[Exercise brief] Which of the lines below hold the word "actions"? Pull each of them out.

*** Opening of Supplied material ***

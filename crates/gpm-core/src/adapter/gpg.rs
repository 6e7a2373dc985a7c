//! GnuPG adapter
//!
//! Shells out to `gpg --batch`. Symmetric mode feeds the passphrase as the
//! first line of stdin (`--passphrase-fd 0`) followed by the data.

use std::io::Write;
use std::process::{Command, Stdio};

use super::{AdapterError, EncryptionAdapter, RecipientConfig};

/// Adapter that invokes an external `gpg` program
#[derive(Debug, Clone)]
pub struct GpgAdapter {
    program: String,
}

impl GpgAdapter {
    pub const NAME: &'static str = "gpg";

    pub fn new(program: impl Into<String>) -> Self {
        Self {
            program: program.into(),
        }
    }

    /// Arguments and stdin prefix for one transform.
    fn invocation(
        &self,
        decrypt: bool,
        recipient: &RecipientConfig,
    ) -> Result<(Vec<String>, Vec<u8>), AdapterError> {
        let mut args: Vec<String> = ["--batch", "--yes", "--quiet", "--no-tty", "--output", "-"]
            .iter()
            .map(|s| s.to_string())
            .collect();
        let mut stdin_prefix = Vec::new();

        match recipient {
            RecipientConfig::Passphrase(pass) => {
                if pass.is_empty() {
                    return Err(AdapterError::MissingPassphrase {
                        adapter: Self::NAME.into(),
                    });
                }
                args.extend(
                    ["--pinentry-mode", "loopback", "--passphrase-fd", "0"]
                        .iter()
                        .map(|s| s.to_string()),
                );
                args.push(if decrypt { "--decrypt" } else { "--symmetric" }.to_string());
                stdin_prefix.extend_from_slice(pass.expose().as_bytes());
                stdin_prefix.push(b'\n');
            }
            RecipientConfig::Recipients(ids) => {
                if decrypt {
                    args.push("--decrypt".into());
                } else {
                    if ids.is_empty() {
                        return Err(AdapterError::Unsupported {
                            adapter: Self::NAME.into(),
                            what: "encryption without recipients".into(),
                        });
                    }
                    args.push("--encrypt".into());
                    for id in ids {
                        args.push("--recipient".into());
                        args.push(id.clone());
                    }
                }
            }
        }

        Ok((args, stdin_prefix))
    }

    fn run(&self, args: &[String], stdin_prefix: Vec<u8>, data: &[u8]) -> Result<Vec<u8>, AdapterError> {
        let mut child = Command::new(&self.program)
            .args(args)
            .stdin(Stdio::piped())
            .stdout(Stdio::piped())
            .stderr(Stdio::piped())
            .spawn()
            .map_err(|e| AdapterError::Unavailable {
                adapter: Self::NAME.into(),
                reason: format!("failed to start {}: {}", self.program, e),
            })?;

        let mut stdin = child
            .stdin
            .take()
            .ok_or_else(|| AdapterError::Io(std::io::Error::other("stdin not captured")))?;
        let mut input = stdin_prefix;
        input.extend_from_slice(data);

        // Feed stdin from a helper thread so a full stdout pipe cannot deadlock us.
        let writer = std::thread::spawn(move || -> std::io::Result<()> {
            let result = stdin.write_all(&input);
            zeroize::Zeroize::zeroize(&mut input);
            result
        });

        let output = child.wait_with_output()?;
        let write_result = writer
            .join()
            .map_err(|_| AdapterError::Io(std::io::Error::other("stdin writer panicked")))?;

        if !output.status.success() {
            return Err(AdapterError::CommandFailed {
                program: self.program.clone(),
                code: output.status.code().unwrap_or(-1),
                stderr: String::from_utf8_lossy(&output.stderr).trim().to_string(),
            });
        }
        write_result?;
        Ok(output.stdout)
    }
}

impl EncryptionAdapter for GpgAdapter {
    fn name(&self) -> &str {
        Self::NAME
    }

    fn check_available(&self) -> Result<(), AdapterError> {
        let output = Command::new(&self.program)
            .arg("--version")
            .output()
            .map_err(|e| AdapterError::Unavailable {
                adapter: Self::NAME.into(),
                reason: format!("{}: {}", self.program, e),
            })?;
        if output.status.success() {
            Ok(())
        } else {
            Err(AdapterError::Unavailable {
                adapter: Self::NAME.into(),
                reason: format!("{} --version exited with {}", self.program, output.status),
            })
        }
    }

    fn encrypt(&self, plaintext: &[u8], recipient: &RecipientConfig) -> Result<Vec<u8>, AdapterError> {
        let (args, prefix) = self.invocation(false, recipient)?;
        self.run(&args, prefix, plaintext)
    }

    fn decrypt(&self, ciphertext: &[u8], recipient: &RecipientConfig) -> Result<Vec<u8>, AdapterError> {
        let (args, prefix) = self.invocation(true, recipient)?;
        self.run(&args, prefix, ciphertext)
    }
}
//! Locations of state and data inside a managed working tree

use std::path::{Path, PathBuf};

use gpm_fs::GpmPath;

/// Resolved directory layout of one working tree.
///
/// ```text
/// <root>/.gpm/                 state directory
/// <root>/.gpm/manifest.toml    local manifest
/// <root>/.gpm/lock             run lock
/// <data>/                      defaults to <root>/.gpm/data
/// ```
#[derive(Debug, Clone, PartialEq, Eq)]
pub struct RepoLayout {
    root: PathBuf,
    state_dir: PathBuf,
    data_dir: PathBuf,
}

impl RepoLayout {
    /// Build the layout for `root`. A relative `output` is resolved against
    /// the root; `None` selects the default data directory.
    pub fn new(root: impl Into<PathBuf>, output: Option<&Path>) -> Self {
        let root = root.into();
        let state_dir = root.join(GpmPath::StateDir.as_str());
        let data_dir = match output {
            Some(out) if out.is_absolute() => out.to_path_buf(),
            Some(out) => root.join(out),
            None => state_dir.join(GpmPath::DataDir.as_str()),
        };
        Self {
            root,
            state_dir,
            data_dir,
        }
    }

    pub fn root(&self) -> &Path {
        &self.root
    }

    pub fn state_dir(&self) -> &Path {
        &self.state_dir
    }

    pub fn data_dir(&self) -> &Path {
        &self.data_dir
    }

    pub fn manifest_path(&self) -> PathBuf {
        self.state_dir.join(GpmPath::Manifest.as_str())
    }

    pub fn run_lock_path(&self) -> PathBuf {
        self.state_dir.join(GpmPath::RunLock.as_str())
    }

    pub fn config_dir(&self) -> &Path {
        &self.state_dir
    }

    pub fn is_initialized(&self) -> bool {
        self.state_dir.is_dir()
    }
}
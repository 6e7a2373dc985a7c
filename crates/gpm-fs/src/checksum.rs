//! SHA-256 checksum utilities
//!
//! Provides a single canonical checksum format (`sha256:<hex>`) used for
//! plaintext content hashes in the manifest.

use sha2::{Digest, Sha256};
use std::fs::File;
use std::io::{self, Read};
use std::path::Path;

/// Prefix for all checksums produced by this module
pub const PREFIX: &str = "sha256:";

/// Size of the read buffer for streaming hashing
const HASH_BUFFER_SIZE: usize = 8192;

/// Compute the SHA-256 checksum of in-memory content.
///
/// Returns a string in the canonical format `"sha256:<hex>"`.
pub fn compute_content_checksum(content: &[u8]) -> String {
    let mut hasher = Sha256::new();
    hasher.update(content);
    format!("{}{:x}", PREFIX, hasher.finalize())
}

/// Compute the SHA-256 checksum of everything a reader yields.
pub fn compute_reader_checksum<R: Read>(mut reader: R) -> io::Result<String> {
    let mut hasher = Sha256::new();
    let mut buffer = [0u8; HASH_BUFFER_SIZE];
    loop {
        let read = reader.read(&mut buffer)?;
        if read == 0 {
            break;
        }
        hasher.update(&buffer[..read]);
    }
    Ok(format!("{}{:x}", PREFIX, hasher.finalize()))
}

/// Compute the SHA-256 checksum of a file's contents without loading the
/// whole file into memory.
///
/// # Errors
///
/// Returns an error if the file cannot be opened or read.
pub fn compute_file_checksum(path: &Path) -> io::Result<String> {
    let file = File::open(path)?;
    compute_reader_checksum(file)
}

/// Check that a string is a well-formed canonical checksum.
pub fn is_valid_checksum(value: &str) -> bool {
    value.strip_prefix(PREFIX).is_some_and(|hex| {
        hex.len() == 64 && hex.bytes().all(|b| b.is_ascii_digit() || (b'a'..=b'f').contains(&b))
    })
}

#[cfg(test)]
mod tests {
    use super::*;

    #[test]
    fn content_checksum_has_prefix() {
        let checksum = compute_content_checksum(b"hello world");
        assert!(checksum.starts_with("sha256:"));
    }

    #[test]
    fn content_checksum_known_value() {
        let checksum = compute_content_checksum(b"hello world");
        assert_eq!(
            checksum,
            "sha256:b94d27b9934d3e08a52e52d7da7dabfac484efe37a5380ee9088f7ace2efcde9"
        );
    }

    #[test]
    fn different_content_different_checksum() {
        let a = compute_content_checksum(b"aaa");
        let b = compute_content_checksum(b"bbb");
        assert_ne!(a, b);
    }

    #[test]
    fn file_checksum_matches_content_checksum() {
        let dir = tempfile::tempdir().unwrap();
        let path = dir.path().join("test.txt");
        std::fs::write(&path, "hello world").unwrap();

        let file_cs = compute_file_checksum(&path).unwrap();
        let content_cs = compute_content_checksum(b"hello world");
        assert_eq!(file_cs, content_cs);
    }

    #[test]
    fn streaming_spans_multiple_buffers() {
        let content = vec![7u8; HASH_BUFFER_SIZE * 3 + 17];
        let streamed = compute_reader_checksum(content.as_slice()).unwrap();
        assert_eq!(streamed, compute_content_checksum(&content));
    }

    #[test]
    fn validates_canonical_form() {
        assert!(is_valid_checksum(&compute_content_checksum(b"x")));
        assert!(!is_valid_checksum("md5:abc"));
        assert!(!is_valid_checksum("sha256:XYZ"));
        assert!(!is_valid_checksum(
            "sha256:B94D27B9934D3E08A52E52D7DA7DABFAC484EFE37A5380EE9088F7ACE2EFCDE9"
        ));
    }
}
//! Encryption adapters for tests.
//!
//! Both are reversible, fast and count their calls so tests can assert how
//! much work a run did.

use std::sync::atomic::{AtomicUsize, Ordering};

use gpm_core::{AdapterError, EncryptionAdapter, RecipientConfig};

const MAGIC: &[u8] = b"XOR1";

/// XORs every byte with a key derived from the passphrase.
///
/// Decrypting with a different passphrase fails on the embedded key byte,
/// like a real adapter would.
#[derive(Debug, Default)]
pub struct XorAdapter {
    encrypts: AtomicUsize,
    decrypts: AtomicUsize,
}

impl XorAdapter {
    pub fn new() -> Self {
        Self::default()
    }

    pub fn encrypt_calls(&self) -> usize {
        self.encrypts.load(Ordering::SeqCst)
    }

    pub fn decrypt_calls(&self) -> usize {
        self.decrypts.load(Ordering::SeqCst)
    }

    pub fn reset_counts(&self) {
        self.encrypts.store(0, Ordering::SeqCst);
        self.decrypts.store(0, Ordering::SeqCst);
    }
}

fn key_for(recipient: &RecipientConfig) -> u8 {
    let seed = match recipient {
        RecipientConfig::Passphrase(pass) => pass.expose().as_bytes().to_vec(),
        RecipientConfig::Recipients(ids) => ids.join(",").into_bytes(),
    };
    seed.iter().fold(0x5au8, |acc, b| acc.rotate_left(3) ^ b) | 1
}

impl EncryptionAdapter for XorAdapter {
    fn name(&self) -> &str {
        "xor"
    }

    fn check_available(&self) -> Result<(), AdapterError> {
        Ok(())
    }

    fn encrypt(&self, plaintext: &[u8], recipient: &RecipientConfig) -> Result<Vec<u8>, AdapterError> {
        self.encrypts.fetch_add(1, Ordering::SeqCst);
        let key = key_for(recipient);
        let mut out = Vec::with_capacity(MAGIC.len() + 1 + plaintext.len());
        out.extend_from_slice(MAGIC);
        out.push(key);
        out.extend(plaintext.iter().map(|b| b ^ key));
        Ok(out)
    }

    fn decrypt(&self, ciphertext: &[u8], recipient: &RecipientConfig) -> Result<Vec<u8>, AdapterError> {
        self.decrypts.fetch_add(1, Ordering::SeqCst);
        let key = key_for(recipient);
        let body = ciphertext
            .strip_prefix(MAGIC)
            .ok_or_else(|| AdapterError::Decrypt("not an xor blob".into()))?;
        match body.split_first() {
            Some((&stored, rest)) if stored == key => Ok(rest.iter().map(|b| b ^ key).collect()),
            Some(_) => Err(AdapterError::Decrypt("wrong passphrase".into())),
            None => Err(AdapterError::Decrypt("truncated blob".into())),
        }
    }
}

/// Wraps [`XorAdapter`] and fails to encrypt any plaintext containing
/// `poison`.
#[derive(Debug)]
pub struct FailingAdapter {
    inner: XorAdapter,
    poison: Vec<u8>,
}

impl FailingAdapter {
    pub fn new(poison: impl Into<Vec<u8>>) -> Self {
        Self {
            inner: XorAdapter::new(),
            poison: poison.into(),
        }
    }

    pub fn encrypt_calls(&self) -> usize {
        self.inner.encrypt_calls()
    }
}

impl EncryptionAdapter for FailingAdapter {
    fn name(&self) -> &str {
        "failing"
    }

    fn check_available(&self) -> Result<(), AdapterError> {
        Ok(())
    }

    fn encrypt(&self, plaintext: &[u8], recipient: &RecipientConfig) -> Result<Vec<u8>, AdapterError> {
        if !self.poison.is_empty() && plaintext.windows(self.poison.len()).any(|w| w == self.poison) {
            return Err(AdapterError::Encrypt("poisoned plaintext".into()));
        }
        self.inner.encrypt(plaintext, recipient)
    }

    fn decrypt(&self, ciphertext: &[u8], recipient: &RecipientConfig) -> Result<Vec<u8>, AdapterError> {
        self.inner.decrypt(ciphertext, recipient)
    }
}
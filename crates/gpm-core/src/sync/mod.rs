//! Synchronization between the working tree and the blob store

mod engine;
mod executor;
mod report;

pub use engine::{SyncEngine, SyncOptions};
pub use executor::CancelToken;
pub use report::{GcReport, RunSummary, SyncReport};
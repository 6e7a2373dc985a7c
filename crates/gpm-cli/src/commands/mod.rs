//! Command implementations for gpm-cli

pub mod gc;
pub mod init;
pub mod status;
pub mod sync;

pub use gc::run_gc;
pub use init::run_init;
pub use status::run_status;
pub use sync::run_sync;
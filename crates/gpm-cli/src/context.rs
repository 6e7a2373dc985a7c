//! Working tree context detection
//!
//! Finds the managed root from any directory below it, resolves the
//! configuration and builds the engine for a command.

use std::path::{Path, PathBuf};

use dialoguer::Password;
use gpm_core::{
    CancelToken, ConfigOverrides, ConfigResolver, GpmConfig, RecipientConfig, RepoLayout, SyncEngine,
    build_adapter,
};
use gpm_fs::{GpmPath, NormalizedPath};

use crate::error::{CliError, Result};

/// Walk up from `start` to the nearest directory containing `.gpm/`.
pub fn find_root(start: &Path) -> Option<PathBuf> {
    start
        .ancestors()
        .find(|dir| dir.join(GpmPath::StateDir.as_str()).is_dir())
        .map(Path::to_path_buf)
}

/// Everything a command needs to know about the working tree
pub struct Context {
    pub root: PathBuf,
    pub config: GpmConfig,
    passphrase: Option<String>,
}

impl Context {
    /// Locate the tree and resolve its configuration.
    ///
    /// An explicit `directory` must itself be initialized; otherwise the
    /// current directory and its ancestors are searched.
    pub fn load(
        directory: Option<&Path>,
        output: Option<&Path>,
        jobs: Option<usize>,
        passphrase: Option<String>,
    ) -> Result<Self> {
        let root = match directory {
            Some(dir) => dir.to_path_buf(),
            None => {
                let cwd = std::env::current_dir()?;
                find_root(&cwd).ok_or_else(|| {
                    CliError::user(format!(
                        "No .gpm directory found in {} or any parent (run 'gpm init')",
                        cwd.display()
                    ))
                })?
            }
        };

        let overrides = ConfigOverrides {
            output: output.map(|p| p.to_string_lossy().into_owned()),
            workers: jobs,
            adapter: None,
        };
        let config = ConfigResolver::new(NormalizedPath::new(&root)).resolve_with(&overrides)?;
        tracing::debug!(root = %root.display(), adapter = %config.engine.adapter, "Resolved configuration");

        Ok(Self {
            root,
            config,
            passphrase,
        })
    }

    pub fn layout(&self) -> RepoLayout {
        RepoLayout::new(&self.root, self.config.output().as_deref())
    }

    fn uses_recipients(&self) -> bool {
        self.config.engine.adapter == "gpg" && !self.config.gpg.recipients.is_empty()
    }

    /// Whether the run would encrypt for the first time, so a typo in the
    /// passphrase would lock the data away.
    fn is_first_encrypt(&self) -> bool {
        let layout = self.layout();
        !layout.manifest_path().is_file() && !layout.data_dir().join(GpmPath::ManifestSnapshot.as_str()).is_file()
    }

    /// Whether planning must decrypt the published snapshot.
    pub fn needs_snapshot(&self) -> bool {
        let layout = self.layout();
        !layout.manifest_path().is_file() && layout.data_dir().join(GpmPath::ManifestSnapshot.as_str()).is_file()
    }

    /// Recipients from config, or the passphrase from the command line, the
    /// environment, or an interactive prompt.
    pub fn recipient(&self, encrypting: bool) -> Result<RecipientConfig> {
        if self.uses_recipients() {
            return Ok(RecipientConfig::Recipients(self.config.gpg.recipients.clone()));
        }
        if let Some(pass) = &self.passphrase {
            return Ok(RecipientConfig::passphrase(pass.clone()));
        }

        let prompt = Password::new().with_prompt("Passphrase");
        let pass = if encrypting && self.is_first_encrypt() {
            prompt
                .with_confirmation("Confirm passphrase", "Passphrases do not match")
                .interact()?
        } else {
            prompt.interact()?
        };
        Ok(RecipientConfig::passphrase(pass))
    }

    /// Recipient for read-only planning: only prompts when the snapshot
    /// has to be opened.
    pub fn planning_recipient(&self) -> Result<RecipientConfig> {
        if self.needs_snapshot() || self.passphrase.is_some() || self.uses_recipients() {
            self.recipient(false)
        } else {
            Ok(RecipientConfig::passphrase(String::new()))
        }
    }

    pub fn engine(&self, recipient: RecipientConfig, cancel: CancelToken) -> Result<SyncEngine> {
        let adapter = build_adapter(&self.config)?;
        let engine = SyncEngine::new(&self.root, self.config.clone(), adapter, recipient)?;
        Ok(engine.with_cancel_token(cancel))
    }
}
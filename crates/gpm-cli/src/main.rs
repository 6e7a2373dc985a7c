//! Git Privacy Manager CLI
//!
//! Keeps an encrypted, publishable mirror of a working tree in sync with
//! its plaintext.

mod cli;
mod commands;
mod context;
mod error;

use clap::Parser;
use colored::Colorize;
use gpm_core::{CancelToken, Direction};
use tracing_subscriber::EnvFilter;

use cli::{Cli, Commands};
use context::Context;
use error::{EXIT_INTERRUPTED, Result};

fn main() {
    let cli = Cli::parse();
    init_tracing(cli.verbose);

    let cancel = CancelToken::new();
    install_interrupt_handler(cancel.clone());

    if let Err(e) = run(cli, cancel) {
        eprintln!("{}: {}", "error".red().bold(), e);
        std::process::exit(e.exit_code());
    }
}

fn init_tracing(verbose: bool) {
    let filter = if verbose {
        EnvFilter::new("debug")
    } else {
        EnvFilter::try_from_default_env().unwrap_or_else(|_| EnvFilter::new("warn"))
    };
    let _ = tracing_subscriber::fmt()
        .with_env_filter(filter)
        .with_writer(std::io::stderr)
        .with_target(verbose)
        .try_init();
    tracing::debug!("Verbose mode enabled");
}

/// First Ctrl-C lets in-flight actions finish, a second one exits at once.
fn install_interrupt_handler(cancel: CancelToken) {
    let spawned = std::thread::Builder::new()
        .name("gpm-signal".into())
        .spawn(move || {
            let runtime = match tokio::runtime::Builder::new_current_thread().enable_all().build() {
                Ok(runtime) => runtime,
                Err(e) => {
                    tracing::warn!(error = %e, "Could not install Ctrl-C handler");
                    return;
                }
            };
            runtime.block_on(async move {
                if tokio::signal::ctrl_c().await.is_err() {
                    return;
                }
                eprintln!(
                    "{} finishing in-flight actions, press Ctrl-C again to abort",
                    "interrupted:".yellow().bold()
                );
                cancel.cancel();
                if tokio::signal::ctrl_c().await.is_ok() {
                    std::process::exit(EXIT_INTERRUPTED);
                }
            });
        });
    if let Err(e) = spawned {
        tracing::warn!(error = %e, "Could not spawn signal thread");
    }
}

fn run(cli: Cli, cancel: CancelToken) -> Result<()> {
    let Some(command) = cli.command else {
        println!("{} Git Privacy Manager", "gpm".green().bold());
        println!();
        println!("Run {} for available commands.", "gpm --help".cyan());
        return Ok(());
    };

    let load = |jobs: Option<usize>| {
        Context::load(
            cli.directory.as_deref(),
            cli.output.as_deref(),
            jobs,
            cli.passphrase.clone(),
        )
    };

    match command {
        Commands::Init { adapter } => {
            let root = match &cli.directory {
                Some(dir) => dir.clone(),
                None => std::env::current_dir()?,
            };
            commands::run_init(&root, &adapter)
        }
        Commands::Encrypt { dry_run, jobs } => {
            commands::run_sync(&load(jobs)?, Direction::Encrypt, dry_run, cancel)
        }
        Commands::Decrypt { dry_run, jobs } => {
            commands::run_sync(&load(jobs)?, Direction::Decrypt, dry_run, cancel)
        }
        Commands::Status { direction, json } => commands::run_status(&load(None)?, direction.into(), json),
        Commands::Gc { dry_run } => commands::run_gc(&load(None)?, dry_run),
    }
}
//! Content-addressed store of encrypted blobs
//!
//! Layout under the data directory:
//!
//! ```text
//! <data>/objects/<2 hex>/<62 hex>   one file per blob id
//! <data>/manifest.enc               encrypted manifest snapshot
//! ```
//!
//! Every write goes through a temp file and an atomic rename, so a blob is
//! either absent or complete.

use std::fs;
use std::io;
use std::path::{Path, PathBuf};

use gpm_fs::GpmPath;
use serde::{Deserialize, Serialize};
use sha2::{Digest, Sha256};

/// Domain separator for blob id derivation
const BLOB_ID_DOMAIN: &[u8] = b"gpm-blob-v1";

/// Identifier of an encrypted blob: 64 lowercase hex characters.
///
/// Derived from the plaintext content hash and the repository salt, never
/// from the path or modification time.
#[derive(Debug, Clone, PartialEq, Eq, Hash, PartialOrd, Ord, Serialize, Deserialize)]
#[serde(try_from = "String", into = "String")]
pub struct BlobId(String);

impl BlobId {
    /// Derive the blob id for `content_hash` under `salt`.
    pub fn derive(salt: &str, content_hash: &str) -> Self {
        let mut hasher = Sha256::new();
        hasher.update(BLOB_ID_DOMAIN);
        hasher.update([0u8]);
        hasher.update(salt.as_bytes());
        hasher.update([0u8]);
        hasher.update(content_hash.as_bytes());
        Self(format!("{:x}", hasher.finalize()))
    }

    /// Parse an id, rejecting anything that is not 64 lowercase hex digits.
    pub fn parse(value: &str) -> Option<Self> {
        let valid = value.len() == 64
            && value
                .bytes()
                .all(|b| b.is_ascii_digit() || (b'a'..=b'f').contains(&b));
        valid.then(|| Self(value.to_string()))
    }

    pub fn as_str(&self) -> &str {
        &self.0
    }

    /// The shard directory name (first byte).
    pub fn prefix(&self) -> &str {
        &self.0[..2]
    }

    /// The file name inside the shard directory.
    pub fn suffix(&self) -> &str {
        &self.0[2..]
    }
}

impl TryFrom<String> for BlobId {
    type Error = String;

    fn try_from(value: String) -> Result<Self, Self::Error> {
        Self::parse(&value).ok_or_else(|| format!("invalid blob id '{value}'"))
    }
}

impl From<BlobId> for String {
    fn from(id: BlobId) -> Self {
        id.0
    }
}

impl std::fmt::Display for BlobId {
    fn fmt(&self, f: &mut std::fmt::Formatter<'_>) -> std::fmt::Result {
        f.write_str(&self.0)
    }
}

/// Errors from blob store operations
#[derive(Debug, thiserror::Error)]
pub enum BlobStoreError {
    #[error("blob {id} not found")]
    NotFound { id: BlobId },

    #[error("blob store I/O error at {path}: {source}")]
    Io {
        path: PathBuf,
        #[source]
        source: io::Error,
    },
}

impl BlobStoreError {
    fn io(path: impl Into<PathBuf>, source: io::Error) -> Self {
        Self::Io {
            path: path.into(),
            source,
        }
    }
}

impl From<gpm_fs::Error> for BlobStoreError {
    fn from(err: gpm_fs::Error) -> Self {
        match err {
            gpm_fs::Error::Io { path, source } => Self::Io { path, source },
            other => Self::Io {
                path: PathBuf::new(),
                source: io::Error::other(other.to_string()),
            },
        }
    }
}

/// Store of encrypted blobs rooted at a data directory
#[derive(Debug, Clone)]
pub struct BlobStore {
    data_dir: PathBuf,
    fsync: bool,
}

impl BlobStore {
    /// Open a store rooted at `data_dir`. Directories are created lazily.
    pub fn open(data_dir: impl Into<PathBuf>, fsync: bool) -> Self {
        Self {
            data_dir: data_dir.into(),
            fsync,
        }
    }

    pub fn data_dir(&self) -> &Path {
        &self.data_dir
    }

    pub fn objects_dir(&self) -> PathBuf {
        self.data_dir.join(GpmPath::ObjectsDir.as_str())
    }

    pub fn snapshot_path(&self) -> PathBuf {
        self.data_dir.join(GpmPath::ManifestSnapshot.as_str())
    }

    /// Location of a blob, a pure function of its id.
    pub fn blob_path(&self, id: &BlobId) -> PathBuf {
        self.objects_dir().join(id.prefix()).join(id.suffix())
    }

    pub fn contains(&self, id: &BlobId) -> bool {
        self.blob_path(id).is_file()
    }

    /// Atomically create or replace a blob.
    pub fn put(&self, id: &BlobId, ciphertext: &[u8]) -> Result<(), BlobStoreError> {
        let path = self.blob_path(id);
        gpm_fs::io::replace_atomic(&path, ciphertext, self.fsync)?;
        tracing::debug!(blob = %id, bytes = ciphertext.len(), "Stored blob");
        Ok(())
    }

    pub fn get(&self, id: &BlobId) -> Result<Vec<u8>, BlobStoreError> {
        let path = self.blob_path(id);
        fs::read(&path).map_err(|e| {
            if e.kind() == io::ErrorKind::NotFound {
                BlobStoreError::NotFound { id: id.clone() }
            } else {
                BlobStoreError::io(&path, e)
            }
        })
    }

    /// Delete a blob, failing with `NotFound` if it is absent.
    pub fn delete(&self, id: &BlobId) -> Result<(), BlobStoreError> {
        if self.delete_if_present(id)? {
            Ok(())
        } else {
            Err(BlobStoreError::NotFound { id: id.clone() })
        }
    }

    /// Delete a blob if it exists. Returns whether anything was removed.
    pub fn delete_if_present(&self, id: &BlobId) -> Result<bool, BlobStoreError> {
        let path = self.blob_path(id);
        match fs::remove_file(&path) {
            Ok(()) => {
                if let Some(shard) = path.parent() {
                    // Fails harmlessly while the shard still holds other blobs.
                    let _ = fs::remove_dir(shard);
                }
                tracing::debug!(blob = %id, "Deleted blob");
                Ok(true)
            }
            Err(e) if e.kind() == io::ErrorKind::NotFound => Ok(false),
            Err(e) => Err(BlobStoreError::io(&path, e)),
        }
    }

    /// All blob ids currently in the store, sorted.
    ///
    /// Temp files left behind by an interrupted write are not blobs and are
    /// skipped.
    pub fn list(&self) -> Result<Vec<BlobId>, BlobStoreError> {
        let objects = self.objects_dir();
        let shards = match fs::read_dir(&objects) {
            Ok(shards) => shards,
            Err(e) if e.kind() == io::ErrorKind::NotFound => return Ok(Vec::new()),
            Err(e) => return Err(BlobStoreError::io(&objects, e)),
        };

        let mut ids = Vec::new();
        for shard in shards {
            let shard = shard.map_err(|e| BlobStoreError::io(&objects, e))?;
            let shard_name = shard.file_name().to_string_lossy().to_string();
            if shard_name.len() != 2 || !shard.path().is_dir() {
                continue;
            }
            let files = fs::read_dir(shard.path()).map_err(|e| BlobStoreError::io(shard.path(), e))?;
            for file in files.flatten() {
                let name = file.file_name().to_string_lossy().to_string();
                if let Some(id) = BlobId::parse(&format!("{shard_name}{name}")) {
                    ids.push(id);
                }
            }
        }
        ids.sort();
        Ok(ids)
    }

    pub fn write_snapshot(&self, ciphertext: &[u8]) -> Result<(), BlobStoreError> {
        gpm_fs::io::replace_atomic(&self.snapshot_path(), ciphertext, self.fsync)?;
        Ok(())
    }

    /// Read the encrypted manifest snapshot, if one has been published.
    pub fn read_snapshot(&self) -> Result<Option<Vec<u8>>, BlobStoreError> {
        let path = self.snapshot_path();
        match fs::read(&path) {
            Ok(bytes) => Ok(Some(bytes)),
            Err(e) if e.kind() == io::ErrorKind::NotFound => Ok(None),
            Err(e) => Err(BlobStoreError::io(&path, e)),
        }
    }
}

*** Close of Supplied material ***

[Output for this exercise]
/// First Ctrl-C lets in-flight actions finish, a second one exits at once.
                    "{} finishing in-flight actions, press Ctrl-C again to abort",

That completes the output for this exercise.